What’s the risk of getting COVID-19 on a train? Where you sit plays big role

SOUTHAMPTON, United Kingdom — In most major cities, taking public transportation is a way of life. During the coronavirus pandemic however, many buses and trains are often empty. So when these communities reopen, how likely are you to get COVID-19 on a busy train? A new study says it’s not just how close you are to an infected passenger, how long you’re on the same train matters too.

Researchers find these factors can shift your risk of infection from zero to more than ten percent.

A team from WorldPop, a group that maps population data for disaster relief and health purposes, studied nearly 75,000 people on board China’s high-speed G train network during the start of the pandemic. More than 2,300 of those passengers were infected with COVID-19 and came into close contact with over 72,000 riders.

The riskiest seat

The data shows someone sitting directly across from a sick passenger is at greatest risk for catching coronavirus. Those riders have a 3.5 percent chance of transmission, compared to 1.5 percent for someone sitting in the same row with the infected person.

These numbers also go up every hour you spend in the same car with infected travelers.
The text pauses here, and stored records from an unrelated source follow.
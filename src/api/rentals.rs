//! Rental endpoints.

use axum::{
    body::Bytes,
    extract::{Path, RawQuery, State},
    http::StatusCode,
    Json,
};

use crate::error::{AppError, AppResult};
use crate::models::rental::{Rental, RentalRequest};
use crate::query::http::{filters_from_query, pagination_from_query, sorting_from_query};
use crate::query::{Filter, Filters};
use crate::AppState;

use super::{decode_request, parse_id, IdResponse};

/// Rent a catalog asset for a customer, enforcing the admission rules
/// over the customer's current rentals.
pub async fn create(State(state): State<AppState>, body: Bytes) -> AppResult<Json<IdResponse>> {
    let req: RentalRequest = decode_request(&body)?;

    let customer = state
        .users
        .get_customer(req.customer_id)
        .await?
        .ok_or_else(|| AppError::NotFound("customer not found".to_string()))?;
    let asset = state
        .catalog
        .get_asset(req.asset_id)
        .await?
        .ok_or_else(|| AppError::NotFound("asset not found".to_string()))?;

    let active_rental = state
        .rentals
        .get_active_rental(customer.id, asset.id)
        .await?;

    let mut filters = Filters::new();
    filters.insert(
        "customer_id".to_string(),
        Filter::Equal(customer.id.to_string()),
    );
    let customer_rentals = state.rentals.find_rentals(&filters, None, None).await?;

    let rental = Rental::rent(&customer, &asset, active_rental.as_ref(), &customer_rentals)?;
    state.rentals.create_rental(&rental).await?;

    Ok(Json(IdResponse { id: rental.id }))
}

/// List rentals, shaped by the query-string filters, sorting and
/// pagination.
pub async fn find(
    State(state): State<AppState>,
    RawQuery(query): RawQuery,
) -> AppResult<Json<Vec<Rental>>> {
    let query = query.unwrap_or_default();
    let pagination = pagination_from_query(&query)?;
    let sorting = sorting_from_query(&query);
    let filters = filters_from_query(&query);

    let rentals = state
        .rentals
        .find_rentals(&filters, Some(&sorting), Some(&pagination))
        .await?;

    Ok(Json(rentals))
}

/// Close a rental by returning the rented asset.
pub async fn return_rental(
    State(state): State<AppState>,
    Path(id): Path<String>,
) -> AppResult<StatusCode> {
    let id = parse_id(&id, "rental")?;

    let mut rental = state
        .rentals
        .get_rental(id)
        .await?
        .ok_or_else(|| AppError::NotFound("rental not found".to_string()))?;

    rental.mark_returned()?;
    state.rentals.update_rental(&rental).await?;

    Ok(StatusCode::NO_CONTENT)
}

/// Expand the rental period by one month.
pub async fn extend(
    State(state): State<AppState>,
    Path(id): Path<String>,
) -> AppResult<StatusCode> {
    let id = parse_id(&id, "rental")?;

    let mut rental = state
        .rentals
        .get_rental(id)
        .await?
        .ok_or_else(|| AppError::NotFound("rental not found".to_string()))?;

    rental.extend()?;
    state.rentals.update_rental(&rental).await?;

    Ok(StatusCode::NO_CONTENT)
}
On average, the danger rises by 0.15 percent every hour, but that jumps to 1.3 percent if you sit in that adjacent seat.

“Our study shows that although there is an increased risk of COVID-19 transmission on trains, a person’s seat location and travel time in relation to an infectious person can make a big difference as to whether it is passed on,” Dr. Shengjie Lai from the University of Southampton says in a media release.

Surprisingly, the study finds sitting in the same seat previously occupied by a COVID-19 patient carries very little risk. A mere 0.075 percent of train riders in these seats went on to test positive for the virus.

Social distancing key to avoiding COVID-19 on train

Attack rate of COVID-19 on different train seats and travel times on a high-speed train. (Credit: University of Southampton)

The WorldPop report focuses on the three rows of seats (widthwise) and five columns (lengthwise) from a rider with coronavirus. This close contact lasted anywhere from a few minutes to eight hours on longer train rides. Using this seating chart, scientists measured out the virus’s “attack rate” on surrounding commuters.

For that passenger, sitting right across from someone with COVID-19 for six to eight hours, their “attack rate” can balloon to 10.3 percent. Those furthest away from sick passengers consistently have low transmission rates, near zero percent — showing that distance is the best defense against coronavirus.

Overall, the average rate for transmission on board a train is just 0.32 percent. To keep those low numbers, researchers urge transportation officials to keep ridership limited and promote face masks and social distancing.

“The findings suggest that during the COVID-19 epidemic it is important to reduce the density of passengers and promote personal hygiene measures, the use of face coverings and possibly carry-out temperature checks before boarding,” Dr. Lai adds.

Study authors say if you’re spending more than two hours near possibly infected commuters, you need to keep at least eight feet of distance between yourself and others.

The study appears in the journal Clinical Infectious Diseases.